HAIR SHAFT ELONGATION, FOLLICLE GROWTH, AND SPONTANEOUS REGRESSION IN LONG-TERM, GELATIN SPONGE-SUPPORTED HISTOCULTURE OF HUMAN SCALP SKIN

In order to better understand the molecular mechanisms of human hair growth control and to test hair growth-modulatory drugs, appropriate in vitro models are required. Here, we report the long-term growth, shaft elongation, and spontaneous regression of human hair follicles in histoculture of intact scalp skin. Human scalp skin with abundant hair follicles in various stages of the hair growth cycle was grown for up to 40 days in a gelatin sponge-supported histoculture system at the air/liquid interface. Isolated follicles placed in the gelatin-sponge matrix also supported hair shaft elongation, with the hair follicle cells remaining proliferative and viable for very long periods.

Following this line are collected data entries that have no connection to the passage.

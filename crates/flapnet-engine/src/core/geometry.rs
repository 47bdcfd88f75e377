/// Axis-aligned rectangle in screen coordinates (`y` grows downwards).
#[derive(Debug, Clone, Copy, PartialEq)]
pub struct Rect {
    pub left: f64,
    pub right: f64,
    pub top: f64,
    pub bottom: f64,
}

impl Rect {
    #[must_use]
    pub const fn new(left: f64, right: f64, top: f64, bottom: f64) -> Self {
        Self {
            left,
            right,
            top,
            bottom,
        }
    }

    /// Returns `true` if the interiors of the two rectangles intersect.
    ///
    /// Rectangles that only share an edge do not overlap.
    ///
    /// # Examples
    ///
    /// ```
    /// use flapnet_engine::core::Rect;
    ///
    /// let a = Rect::new(0.0, 10.0, 0.0, 10.0);
    /// assert!(a.overlaps(&Rect::new(5.0, 15.0, 5.0, 15.0)));
    /// assert!(!a.overlaps(&Rect::new(10.0, 20.0, 0.0, 10.0)));
    /// ```
    #[must_use]
    pub fn overlaps(&self, other: &Self) -> bool {
        self.right > other.left
            && self.left < other.right
            && self.top < other.bottom
            && self.bottom > other.top
    }
}

#[cfg(test)]
mod tests {
    use super::*;

    const BOX: Rect = Rect::new(15.0, 45.0, 100.0, 130.0);

    #[test]
    fn test_overlap_is_symmetric() {
        let other = Rect::new(40.0, 100.0, 0.0, 105.0);
        assert!(BOX.overlaps(&other));
        assert!(other.overlaps(&BOX));
    }

    #[test]
    fn test_tangent_edges_do_not_overlap() {
        // touching on each side in turn
        assert!(!BOX.overlaps(&Rect::new(45.0, 105.0, 0.0, 500.0)));
        assert!(!BOX.overlaps(&Rect::new(-45.0, 15.0, 0.0, 500.0)));
        assert!(!BOX.overlaps(&Rect::new(0.0, 100.0, 0.0, 100.0)));
        assert!(!BOX.overlaps(&Rect::new(0.0, 100.0, 130.0, 500.0)));
    }

    #[test]
    fn test_barely_overlapping_edges() {
        assert!(BOX.overlaps(&Rect::new(44.999, 105.0, 0.0, 500.0)));
        assert!(BOX.overlaps(&Rect::new(0.0, 100.0, 0.0, 100.001)));
    }

    #[test]
    fn test_disjoint() {
        assert!(!BOX.overlaps(&Rect::new(200.0, 260.0, 0.0, 500.0)));
    }
}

Hair shaft elongation occurred mainly during the first 10 days of histoculture of both intact skin and isolated follicles. However, hair follicles were viable and follicle keratinocytes continued to incorporate [H-3]thymidine for up to several weeks after shaft elongation had ceased as shown by fluorescent-dye double staining, measured by confocal laser scanning microscopy, and by histological autoradiography of [H-3]thymidine incorporation, respectively. Hair follicles could continue their cycle in histoculture; for example, apparent spontaneous catagen induction was observed both histologically and by the actual regression of the hair follicle. In addition, vellus follicles were shown to be viable at day 40 after initiation of culture. In the histocultured human scalp we demonstrated the association of mast cells with anagen follicles and macrophages with catagen follicles, suggesting a role of these cells in the hair cycle. This histoculture technique should serve as a powerful tool for future hair research in the human system as well as a screening assay for compounds that can perturb the hair cycle.